Potential energy is just that, something that has the possibility of happening. An apple hanging from a tree, a book on a table.

Once the apple or book falls from their perch, the potential energy is transformed into kinetic energy, it is realised as movement with possibly secondary vibrations or ripples which can be felt.

In your excerpt

He was kinetic and yet totally in control.

The author is using her vocabulary of movement to describe the appearance of Prince on stage, the energy he exuded, his movements, and his dancing. She is saying he was moving quickly and energetically, but was still in control. If you've ever seen Prince perform, you will know that he is always in control.
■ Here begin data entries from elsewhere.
//! Configuration for the CRL trust-store check
//!
//! Settings come from built-in defaults, an optional YAML file, and finally
//! command-line overrides applied by the binary.

use serde::{Deserialize, Serialize};
use std::fs::File;
use std::path::{Path, PathBuf};
use thiserror::Error;

pub mod filter;

pub use filter::{FileFilter, FilterError};

const DEFAULT_TRUST_DIR: &str = "/etc/ssl/certs";
const DEFAULT_CRL_SUFFIX: &str = ".r0";
const DEFAULT_CHECK_NAME: &str = "CRL";

#[derive(Error, Debug)]
pub enum ConfigError {
    #[error("IO error")]
    Io(#[from] std::io::Error),
    #[error("YAML error")]
    Yaml(#[from] serde_yaml::Error),
}

/// How findings are joined in the final report line
#[derive(Debug, Serialize, Deserialize, Clone, Copy, Default, PartialEq, Eq)]
#[serde(rename_all = "lowercase")]
pub enum Separator {
    #[default]
    Newline,
    Html,
    Dashes,
}

impl Separator {
    pub const fn as_str(self) -> &'static str {
        match self {
            Self::Newline => "\n",
            Self::Html => "<br>",
            Self::Dashes => " --- ",
        }
    }
}

#[derive(Debug, Serialize, Deserialize, Clone, PartialEq, Eq)]
#[serde(default)]
pub struct CheckConfig {
    pub trust_dir: PathBuf,
    /// Include pattern, ignored when `exclude` is set
    pub include: Option<String>,
    pub exclude: Option<String>,
    /// Cap every finding at WARNING
    pub warn_only: bool,
    pub separator: Separator,
    pub debug: bool,
    pub crl_suffix: String,
    pub check_name: String,
}

impl Default for CheckConfig {
    fn default() -> Self {
        Self {
            trust_dir: PathBuf::from(DEFAULT_TRUST_DIR),
            include: None,
            exclude: None,
            warn_only: false,
            separator: Separator::default(),
            debug: false,
            crl_suffix: DEFAULT_CRL_SUFFIX.to_string(),
            check_name: DEFAULT_CHECK_NAME.to_string(),
        }
    }
}

impl CheckConfig {
    pub fn load<P: AsRef<Path>>(path: P) -> Result<Self, ConfigError> {
        let file = File::open(path)?;
        let config: Self = serde_yaml::from_reader(file)?;
        Ok(config)
    }

    /// Compile the include/exclude patterns into a filter
    pub fn file_filter(&self) -> Result<FileFilter, FilterError> {
        FileFilter::new(self.include.as_deref(), self.exclude.as_deref())
    }

    /// Human-readable description of the active filter
    pub fn filter_description(&self) -> String {
        match (non_empty(self.exclude.as_deref()), non_empty(self.include.as_deref())) {
            (Some(exclude), _) => format!("xregex={exclude}"),
            (None, Some(include)) => format!("regex={include}"),
            (None, None) => "none".to_string(),
        }
    }
}

pub(crate) fn non_empty(pattern: Option<&str>) -> Option<&str> {
    pattern.filter(|p| !p.is_empty())
}
use std::sync::Arc;

use axum::http::StatusCode;
use axum::Router;
use rollcalld::config::Config;
use rollcalld::faces::{FaceStore, STAGING_DIR};
use rollcalld::routes::build_router;
use rollcalld::state::AppState;
use rollcalld::store::StudentStore;
use tempfile::TempDir;

use super::engine::StubEngine;
use super::http::post_form;

pub struct TestApp {
    pub app: Router,
    pub state: AppState,
    pub config: Config,
    pub engine: StubEngine,
    _temp_dir: TempDir,
}

impl TestApp {
    pub async fn student_count(&self) -> i64 {
        self.state.store().count().await.expect("count students")
    }

    pub fn staging_is_empty(&self) -> bool {
        std::fs::read_dir(self.config.data_dir.join(STAGING_DIR))
            .expect("staging dir")
            .next()
            .is_none()
    }

    pub async fn register(&self, name: &str, mat_no: &str, image: &str) -> StatusCode {
        post_form(
            &self.app,
            "/register",
            &[("name", name), ("mat_no", mat_no), ("imageData", image)],
        )
        .await
        .status()
    }
}

pub async fn spawn_with(configure: impl FnOnce(&mut Config)) -> TestApp {
    let temp_dir = tempfile::tempdir().expect("tempdir");
    let mut config = Config::with_data_dir(temp_dir.path());
    configure(&mut config);

    let store = StudentStore::connect(&config.database).await.expect("open store");
    let faces = FaceStore::open(&config.data_dir).expect("open face store");
    let engine = StubEngine::default();
    let state = AppState::new(store, faces, Arc::new(engine.clone()), &config);
    let app = build_router(state.clone());

    TestApp {
        app,
        state,
        config,
        engine,
        _temp_dir: temp_dir,
    }
}

pub async fn spawn_test_app() -> TestApp {
    spawn_with(|_| {}).await
}
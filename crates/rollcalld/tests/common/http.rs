use axum::body::{to_bytes, Body};
use axum::http::{header, HeaderMap, Method, Request, StatusCode};
use axum::response::Response;
use axum::Router;
use serde_json::Value;
use tower::util::ServiceExt;

/// `application/x-www-form-urlencoded` encoding of `fields`.
pub fn form_body(fields: &[(&str, &str)]) -> String {
    fn encode(s: &str) -> String {
        let mut out = String::with_capacity(s.len());
        for b in s.bytes() {
            match b {
                b'A'..=b'Z' | b'a'..=b'z' | b'0'..=b'9' | b'-' | b'_' | b'.' | b'~' => out.push(b as char),
                b' ' => out.push('+'),
                _ => out.push_str(&format!("%{b:02X}")),
            }
        }
        out
    }
    fields
        .iter()
        .map(|(k, v)| format!("{}={}", encode(k), encode(v)))
        .collect::<Vec<_>>()
        .join("&")
}

pub async fn get(app: &Router, path: &str) -> Response {
    let req = Request::builder()
        .method(Method::GET)
        .uri(path)
        .body(Body::empty())
        .expect("request");
    app.clone().oneshot(req).await.expect("oneshot response")
}

pub async fn post_form(app: &Router, path: &str, fields: &[(&str, &str)]) -> Response {
    let req = Request::builder()
        .method(Method::POST)
        .uri(path)
        .header(header::CONTENT_TYPE, "application/x-www-form-urlencoded")
        .body(Body::from(form_body(fields)))
        .expect("request");
    app.clone().oneshot(req).await.expect("oneshot response")
}

pub async fn response_text(resp: Response) -> (StatusCode, HeaderMap, String) {
    let status = resp.status();
    let headers = resp.headers().clone();
    let bytes = to_bytes(resp.into_body(), usize::MAX)
        .await
        .expect("read body bytes");
    (status, headers, String::from_utf8_lossy(&bytes).into_owned())
}

pub async fn response_json(resp: Response) -> (StatusCode, Value) {
    let (status, _, text) = response_text(resp).await;
    (status, serde_json::from_str(&text).expect("parse json body"))
}
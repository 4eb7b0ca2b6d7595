use tracing_subscriber::{fmt, layer::SubscriberExt, util::SubscriberInitExt, EnvFilter, Registry};

/// Install the global subscriber. `RUST_LOG` overrides `default_level`.
///
/// Safe to call more than once; later calls leave the first subscriber in place.
pub fn init_tracing(default_level: &str) {
    let env_filter =
        EnvFilter::try_from_default_env().unwrap_or_else(|_| EnvFilter::new(default_level));

    let result = Registry::default()
        .with(env_filter)
        .with(fmt::layer().with_target(true))
        .try_init();

    if let Err(e) = result {
        tracing::debug!(error = %e, "tracing subscriber already installed");
    }
}
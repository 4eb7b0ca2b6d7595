use std::fmt;
use std::net::{IpAddr, Ipv4Addr};
use std::path::{Path, PathBuf};

use thiserror::Error;

/// Used when `DATABASE_URL` is unset: a SQLite file in the working directory.
pub const DEFAULT_DATABASE_URL: &str = "sqlite:///face_recognition.db";

#[derive(Debug, Error)]
pub enum ConfigError {
    #[error("unsupported database URL scheme {0:?}: expected sqlite or postgres")]
    UnsupportedDatabase(String),
    #[error("database URL {0:?} has no path")]
    EmptyDatabasePath(String),
    #[error("invalid value for {key}: {value:?}")]
    InvalidValue { key: &'static str, value: String },
}

/// Where the student directory lives.
#[derive(Debug, Clone, PartialEq, Eq)]
pub enum DatabaseUrl {
    /// Path to a SQLite database file.
    Sqlite(PathBuf),
    /// `postgresql://` connection string.
    Postgres(String),
}

impl fmt::Display for DatabaseUrl {
    /// Credentials are masked so the URL can be logged.
    fn fmt(&self, f: &mut fmt::Formatter<'_>) -> fmt::Result {
        match self {
            Self::Sqlite(path) => write!(f, "sqlite:{}", path.display()),
            Self::Postgres(url) => {
                let rest = url.strip_prefix(POSTGRES_SCHEME).unwrap_or(url);
                match rest.rsplit_once('@') {
                    Some((_, host)) => write!(f, "{POSTGRES_SCHEME}***@{host}"),
                    None => write!(f, "{url}"),
                }
            }
        }
    }
}

const POSTGRES_SCHEME: &str = "postgresql://";

/// Service configuration, loaded from environment variables.
#[derive(Debug, Clone)]
pub struct Config {
    pub host: IpAddr,
    pub port: u16,
    /// Debug mode: verbose logging.
    pub debug: bool,
    /// Student directory backend.
    pub database: DatabaseUrl,
    /// Root of the reference, capture and staging image directories.
    pub data_dir: PathBuf,
    /// Directory containing the ONNX model files.
    pub model_dir: PathBuf,
    /// Cosine distance below which a match is accepted.
    pub distance_threshold: f32,
    /// Reject registrations in which the detector finds no face.
    pub require_face: bool,
    /// Requests the engine thread may have queued before callers get a 503.
    pub engine_queue_depth: usize,
    /// Upper bound on a single engine call.
    pub engine_timeout_secs: u64,
    /// Request body limit; captures arrive base64-encoded.
    pub max_upload_bytes: usize,
}

impl Config {
    /// Load configuration from the environment, with defaults.
    pub fn from_env() -> Result<Self, ConfigError> {
        let database_url =
            std::env::var("DATABASE_URL").unwrap_or_else(|_| DEFAULT_DATABASE_URL.to_string());
        let database = parse_database_url(&database_url)?;

        let host = match std::env::var("HOST") {
            Ok(value) => value
                .parse()
                .map_err(|_| ConfigError::InvalidValue { key: "HOST", value })?,
            Err(_) => IpAddr::V4(Ipv4Addr::UNSPECIFIED),
        };

        Ok(Self {
            host,
            port: env_parse("PORT", 5000),
            debug: env_flag("FLASK_DEBUG") || env_flag("ROLLCALL_DEBUG"),
            database,
            data_dir: std::env::var("ROLLCALL_DATA_DIR")
                .map(PathBuf::from)
                .unwrap_or_else(|_| PathBuf::from(".")),
            model_dir: std::env::var("ROLLCALL_MODEL_DIR")
                .map(PathBuf::from)
                .unwrap_or_else(|_| rollcall_core::default_model_dir()),
            distance_threshold: env_parse("ROLLCALL_DISTANCE_THRESHOLD", 0.40),
            require_face: std::env::var("ROLLCALL_REQUIRE_FACE")
                .map(|v| !matches!(v.trim().to_ascii_lowercase().as_str(), "0" | "false" | "no"))
                .unwrap_or(true),
            engine_queue_depth: env_parse::<usize>("ROLLCALL_ENGINE_QUEUE", 4).max(1),
            engine_timeout_secs: env_parse("ROLLCALL_ENGINE_TIMEOUT_SECS", 30),
            max_upload_bytes: env_parse("ROLLCALL_MAX_UPLOAD_BYTES", 16 * 1024 * 1024),
        })
    }

    /// Defaults rooted at `data_dir`, with the database inside it.
    pub fn with_data_dir(data_dir: &Path) -> Self {
        Self {
            host: IpAddr::V4(Ipv4Addr::LOCALHOST),
            port: 5000,
            debug: false,
            database: DatabaseUrl::Sqlite(data_dir.join("face_recognition.db")),
            data_dir: data_dir.to_path_buf(),
            model_dir: rollcall_core::default_model_dir(),
            distance_threshold: 0.40,
            require_face: true,
            engine_queue_depth: 4,
            engine_timeout_secs: 30,
            max_upload_bytes: 16 * 1024 * 1024,
        }
    }

    /// Default tracing filter when `RUST_LOG` is unset.
    pub fn log_level(&self) -> &'static str {
        if self.debug {
            "debug"
        } else {
            "info"
        }
    }

    /// Path to the SCRFD detection model.
    pub fn scrfd_model_path(&self) -> String {
        self.model_dir
            .join(rollcall_core::SCRFD_MODEL_FILE)
            .to_string_lossy()
            .into_owned()
    }

    /// Path to the ArcFace recognition model.
    pub fn arcface_model_path(&self) -> String {
        self.model_dir
            .join(rollcall_core::ARCFACE_MODEL_FILE)
            .to_string_lossy()
            .into_owned()
    }
}

/// Resolve a database URL.
///
/// SQLite accepts `sqlite:///relative.db`, `sqlite:////absolute.db`,
/// `sqlite://file.db`, `sqlite:file.db` and bare paths. Postgres accepts
/// `postgres://`, `postgresql://` and driver-qualified
/// `postgresql+<driver>://` URLs, all normalised to `postgresql://`.
pub fn parse_database_url(url: &str) -> Result<DatabaseUrl, ConfigError> {
    let url = url.trim();
    if let Some((scheme, rest)) = url.split_once("://") {
        let dialect = scheme.split('+').next().unwrap_or(scheme);
        if matches!(dialect, "postgres" | "postgresql") {
            if rest.is_empty() {
                return Err(ConfigError::EmptyDatabasePath(url.to_string()));
            }
            return Ok(DatabaseUrl::Postgres(format!("{POSTGRES_SCHEME}{rest}")));
        }
    }

    let path = if let Some(rest) = url.strip_prefix("sqlite:///") {
        rest
    } else if let Some(rest) = url.strip_prefix("sqlite://") {
        rest
    } else if let Some(rest) = url.strip_prefix("sqlite:") {
        rest
    } else if url.contains("://") {
        return Err(ConfigError::UnsupportedDatabase(url.to_string()));
    } else {
        url
    };

    if path.is_empty() {
        return Err(ConfigError::EmptyDatabasePath(url.to_string()));
    }
    Ok(DatabaseUrl::Sqlite(PathBuf::from(path)))
}

fn env_parse<T: std::str::FromStr>(key: &str, default: T) -> T {
    std::env::var(key)
        .ok()
        .and_then(|v| v.trim().parse().ok())
        .unwrap_or(default)
}

fn env_flag(key: &str) -> bool {
    std::env::var(key)
        .map(|v| matches!(v.trim().to_ascii_lowercase().as_str(), "1" | "true" | "yes"))
        .unwrap_or(false)
}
Also with performers, they can be described as being kinetic at an energetic level. Electric might be a good synonym where the performer takes on a buzzing/humming quality with their presence, like a high voltage transformer.

Ballistic would imply a singular, sudden unidirectional movement.
Bouncing off the walls would imply movement without intent.

Neither would be appropriate for describing how Prince moves and performs.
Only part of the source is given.